By Adam Filadelfo (@Frostt24)
From the AFC West to the AFC East, it's time to check on the fantasy
relevance of the Miami Dolphins. The Dolphins had very little fantasy
contributors in 2013 and in 2014, don't look to be ready to provide much
more to fantasy owners.
Ryan Tannehill- Tannehill was good but not worthy of holding a spot on
many fantasy rosters. Tannehill did manage over 3,900 passing yards and
threw seven more touchdowns than he did interceptions. He also added a
rushing touchdown for good measure. Tannehill should still be viewed as a
fantasy backup until he proves he can handle more than just 20 fantasy
points per game. While not the worst fantasy signal caller in 2013,
Tannehill still needs to take the next step before fantasy owners can
really trust him for more than a week or two.
Knowshon Moreno- Last season with Denver, Moreno had himself a very
productive fantasy season. As the lead back for the defending AFC
champions, Moreno finished the 2013 season with over 1,000 yards and
double digit touchdowns. He also added 60 catches for 548 yards and
another three scores. He also gave fantasy owners almost 15 fantasy
points per game. That was all with Peyton Manning as his quarterback.

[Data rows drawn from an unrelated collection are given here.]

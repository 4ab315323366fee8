//! Statistics generation from crawl database
//!
//! This module provides functionality for extracting and displaying
//! crawl statistics from the storage layer.

use crate::storage::Storage;
use crate::SquidError;

/// Crawl statistics summary
#[derive(Debug, Clone, Default, PartialEq, Eq)]
pub struct CrawlStatistics {
    /// Total number of stored pages
    pub total_pages: u64,

    /// Total number of stored outbound links
    pub total_links: u64,

    /// Total number of stored heading keywords
    pub total_keywords: u64,
}

impl CrawlStatistics {
    /// Average outbound links per stored page
    pub fn links_per_page(&self) -> f64 {
        if self.total_pages == 0 {
            0.0
        } else {
            self.total_links as f64 / self.total_pages as f64
        }
    }
}

/// Loads statistics from storage
///
/// # Arguments
///
/// * `storage` - The storage backend to query
///
/// # Returns
///
/// * `Ok(CrawlStatistics)` - Successfully loaded statistics
/// * `Err(SquidError)` - Failed to query statistics
pub fn load_statistics(storage: &dyn Storage) -> Result<CrawlStatistics, SquidError> {
    Ok(CrawlStatistics {
        total_pages: storage.count_pages()?,
        total_links: storage.count_links()?,
        total_keywords: storage.count_keywords()?,
    })
}

/// Prints statistics to stdout in a human-readable format
pub fn print_statistics(stats: &CrawlStatistics) {
    println!("=== Crawl Statistics ===\n");
    println!("Pages stored:      {}", stats.total_pages);
    println!("Links recorded:    {}", stats.total_links);
    println!("Keywords recorded: {}", stats.total_keywords);
    println!("Links per page:    {:.2}", stats.links_per_page());
}
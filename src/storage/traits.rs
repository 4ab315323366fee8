//! Storage traits and error types
//!
//! This module defines the trait interface for persistence backends and
//! associated error types.

use crate::crawler::PageResult;
use thiserror::Error;

/// Errors that can occur during storage operations
#[derive(Debug, Error)]
pub enum StorageError {
    #[error("SQLite error: {0}")]
    Sqlite(#[from] rusqlite::Error),

    #[error("Storage lock poisoned")]
    Poisoned,
}

/// Result type for storage operations
pub type StorageResult<T> = Result<T, StorageError>;

/// Trait for persistence backends
///
/// The crawler only ever writes through `save_page`. `exists` answers
/// out-of-band questions ("has this page been stored?") and is never used to
/// decide whether a URL gets crawled.
pub trait Storage {
    /// Durably records a page result, replacing any earlier record for the same site
    fn save_page(&mut self, page: &PageResult) -> StorageResult<()>;

    /// Checks whether a page has been recorded for `site`
    fn exists(&self, site: &str) -> StorageResult<bool>;

    /// Loads the stored record for `site`
    fn get_page(&self, site: &str) -> StorageResult<Option<PageResult>>;

    // ===== Statistics =====

    /// Number of stored pages
    fn count_pages(&self) -> StorageResult<u64>;

    /// Number of stored outbound links across all pages
    fn count_links(&self) -> StorageResult<u64>;

    /// Number of stored keywords across all pages
    fn count_keywords(&self) -> StorageResult<u64>;
}
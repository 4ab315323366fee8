//! Robots.txt handling module
//!
//! This module provides functionality for fetching, parsing, and caching robots.txt files.
//! Rule sets are resolved once per site and shared by every worker.

mod cache;
mod parser;

pub use cache::{CachedRules, RulesCache};
pub use parser::{ExclusionRuleSet, WILDCARD_AGENT};

use crate::config::AgentPrecedence;
use crate::crawler::Fetcher;
use crate::url::CrawlTarget;
use std::sync::Arc;
use url::Url;

/// Fetches robots.txt from `robots_url` and parses it
///
/// Any failure to retrieve the document, whether transport or status, yields
/// an allow-all rule set: an absent policy permits crawling.
///
/// # Arguments
///
/// * `fetcher` - The fetcher whose agent string is presented
/// * `robots_url` - Absolute location of the robots.txt document
pub async fn fetch_rules(fetcher: &Fetcher, robots_url: &str) -> ExclusionRuleSet {
    let url = match Url::parse(robots_url) {
        Ok(url) => url,
        Err(e) => {
            tracing::debug!("Unusable robots.txt location {}: {}", robots_url, e);
            return ExclusionRuleSet::allow_all();
        }
    };

    match fetcher.fetch(&url).await {
        Ok(body) => {
            let rules = ExclusionRuleSet::parse(&body);
            tracing::debug!(
                "Parsed {} ({} agent groups, disallow_all: {})",
                robots_url,
                rules.group_count(),
                rules.disallow_all
            );
            rules
        }
        Err(e) => {
            tracing::debug!("No robots.txt policy ({}), allowing all", e);
            ExclusionRuleSet::allow_all()
        }
    }
}

/// Per-crawl exclusion policy for one agent identity
#[derive(Debug)]
pub struct ExclusionPolicy {
    fetcher: Fetcher,
    cache: RulesCache,
    precedence: AgentPrecedence,
}

impl ExclusionPolicy {
    pub fn new(fetcher: Fetcher, precedence: AgentPrecedence) -> Self {
        Self {
            fetcher,
            cache: RulesCache::new(),
            precedence,
        }
    }

    /// Returns the rule set governing `target`'s site
    ///
    /// Only the scheme, host and port of `target` matter. The first caller for
    /// a site performs the fetch; concurrent callers for the same site wait
    /// for it instead of fetching again.
    pub async fn resolve(&self, target: &CrawlTarget) -> Arc<ExclusionRuleSet> {
        let robots_url = target.robots_url();
        self.cache
            .get_or_resolve(&target.site(), || fetch_rules(&self.fetcher, &robots_url))
            .await
    }

    /// Evaluates `rules` for the configured agent against `target`
    pub fn is_allowed(&self, rules: &ExclusionRuleSet, target: &CrawlTarget) -> bool {
        rules.is_allowed(self.fetcher.agent(), target.url().as_str(), self.precedence)
    }

    /// Resolves the site's rules and evaluates `target` against them
    pub async fn check(&self, target: &CrawlTarget) -> bool {
        let rules = self.resolve(target).await;
        self.is_allowed(&rules, target)
    }

    /// Number of sites whose rules have been resolved
    pub fn sites_resolved(&self) -> usize {
        self.cache.site_count()
    }
}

Fantasy owners should expect some regression with Miami and Ryan
Tannehill as his quarterback.
Lamar Miller- Going into the 2013 season, most fantasy owners were
expecting big numbers from Lamar Miller. Fantasy owners were more than
let down. Miller gave fantasy owners 6 fantasy points per game and even
lost playing time to Daniel Thomas who produced even less than Lamar
Miller. With three tailbacks in the mix for touches in 2014, right now
that backfield is a little too messy to predict who gets significant
Daniel Thomas- Another Miami running back and another disappointing
fantasy player in 2013. Thomas averaged 5.5 fantasy points per game and
provided even less value to fantasy owners than Lamar Miller did in
2013. Unless something drastic changes between now and September, Daniel
Thomas will be sitting on almost every waiver wire this season.
Mike Wallace- Fantasy owners that drafted Mike Wallace in 2013 were
certainly expecting a little more from a big time receiver. For a few
weeks, things got so bad for Wallace that he was complaining about not
be used enough. Despite all the down weeks Wallace provided his owners,
he did finish 2013 with 73 catches for 930 yards and five touchdowns. He
averaged under eight fantasy points per game which is nowhere near what
fantasy owners were expecting or deserved. Owners shouldn't expect
numbers much different from last season in 2014.

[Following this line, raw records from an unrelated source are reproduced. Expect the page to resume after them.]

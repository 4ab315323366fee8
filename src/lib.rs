//! Squid: a small breadth-first web crawler
//!
//! This crate turns a single seed URL into a self-feeding stream of
//! fetch/parse/discover cycles, bounded by a fixed worker budget, while
//! honoring each site's robots.txt and processing every URL at most once.

pub mod config;
pub mod crawler;
pub mod output;
pub mod robots;
pub mod state;
pub mod storage;
pub mod url;

use thiserror::Error;

/// Main error type for Squid operations
#[derive(Debug, Error)]
pub enum SquidError {
    #[error("Configuration error: {0}")]
    Config(#[from] ConfigError),

    #[error("Storage error: {0}")]
    Storage(#[from] storage::StorageError),

    #[error("Database error: {0}")]
    Database(#[from] rusqlite::Error),

    #[error("URL error: {0}")]
    Url(#[from] UrlError),

    #[error("HTTP client error: {0}")]
    Reqwest(#[from] reqwest::Error),

    #[error("Worker task failed: {0}")]
    Worker(#[from] tokio::task::JoinError),
}

/// Configuration-specific errors
#[derive(Debug, Error)]
pub enum ConfigError {
    #[error("Failed to read config file: {0}")]
    Io(#[from] std::io::Error),

    #[error("Failed to parse TOML: {0}")]
    Parse(#[from] toml::de::Error),

    #[error("Validation error: {0}")]
    Validation(String),

    #[error("Invalid URL in config: {0}")]
    InvalidUrl(String),
}

/// URL-specific errors
#[derive(Debug, Error)]
pub enum UrlError {
    #[error("Failed to parse URL: {0}")]
    Parse(String),

    #[error("Invalid URL scheme: {0}")]
    InvalidScheme(String),

    #[error("Missing host in URL")]
    MissingHost,
}

// Re-export commonly used types
pub use config::Config;
pub use crawler::{Dispatcher, PageResult};
pub use output::CrawlSummary;
pub use state::TargetState;
pub use url::CrawlTarget;
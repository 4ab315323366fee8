//! URL handling module for Squid
//!
//! This module provides the crawl target type, the canonical key used for
//! deduplication, and robots.txt location derivation.

mod normalize;

pub use normalize::{canonical_key, parse_target_url, robots_url, site_root};

use crate::UrlError;
use std::fmt;
use url::Url;

/// An absolute URL scheduled for crawling
///
/// Targets are created when discovered (the seed, or an extracted link) and
/// never mutated afterwards. Two targets are the same page when their
/// canonical keys are equal, regardless of query string or fragment.
#[derive(Debug, Clone)]
pub struct CrawlTarget {
    url: Url,
    key: String,
}

impl CrawlTarget {
    /// Parses a raw absolute URL into a crawl target
    ///
    /// # Returns
    ///
    /// * `Ok(CrawlTarget)` - A crawlable HTTP(S) target
    /// * `Err(UrlError)` - Relative, malformed, or non-HTTP(S) input
    ///
    /// # Examples
    ///
    /// ```
    /// use squid::CrawlTarget;
    ///
    /// let target = CrawlTarget::parse("http://example.com/docs?page=2").unwrap();
    /// assert_eq!(target.key(), "http://example.com/docs");
    /// assert_eq!(target.robots_url(), "http://example.com/robots.txt");
    /// ```
    pub fn parse(raw: &str) -> Result<Self, UrlError> {
        let url = parse_target_url(raw)?;
        Ok(Self::from_url(url))
    }

    fn from_url(url: Url) -> Self {
        let key = canonical_key(&url);
        Self { url, key }
    }

    /// The URL that will be fetched
    pub fn url(&self) -> &Url {
        &self.url
    }

    /// The normalized identity used for deduplication and persistence
    pub fn key(&self) -> &str {
        &self.key
    }

    /// `scheme://host[:port]` of the serving site
    pub fn site(&self) -> String {
        site_root(&self.url)
    }

    /// Location of the site's robots.txt
    pub fn robots_url(&self) -> String {
        robots_url(&self.url)
    }
}

impl PartialEq for CrawlTarget {
    fn eq(&self, other: &Self) -> bool {
        self.key == other.key
    }
}

impl Eq for CrawlTarget {}

impl fmt::Display for CrawlTarget {
    fn fmt(&self, f: &mut fmt::Formatter<'_>) -> fmt::Result {
        f.write_str(self.url.as_str())
    }
}
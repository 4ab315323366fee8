//! Output module for crawl reporting
//!
//! This module handles:
//! - Live counters updated by workers and the end-of-run summary
//! - Statistics read back from the database for `--stats`

pub mod stats;
mod summary;

pub use stats::{load_statistics, print_statistics, CrawlStatistics};
pub use summary::{CrawlStats, CrawlSummary};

Brian Hartline- Hartline's 2013 numbers were not much different than
Mike Wallace which could be good or bad depending on how you want to
look at it. Hartline finished the season with three more catches than
Wallace and reached over 1,000 yards but scored a touchdown less than
Wallace. The only problem with Hartline is he scores his fantasy points
in bunches. He isn't consistent but he does hold some value in PPR
formats being that he did see 134 targets in 2013. Hartline is who he is
and will help fantasy owners certain weeks. The targets should be there
again in 2014 but what he does with those targets is anyone's guess.
Rishard Matthews- Matthews made his presence known in pretty much a
couple of games. He did finish the season with 41 catches for 448 yards
and two touchdowns but averaged just over four fantasy points per game.
His numbers may increase a bit this season but fantasy owners shouldn't
expect too much from him. He's still not any better than a receiver
three at this point.
Charles Clay- Clay had a very solid fantasy season in 2013 with 69
receptions for 759 yards and six touchdowns. He averaged 7.5 fantasy
points per game which isn't bad considering he wasn't on fantasy radars
before the season began. It's very possible Charles Clay has himself
another solid fantasy season in 2014 as well.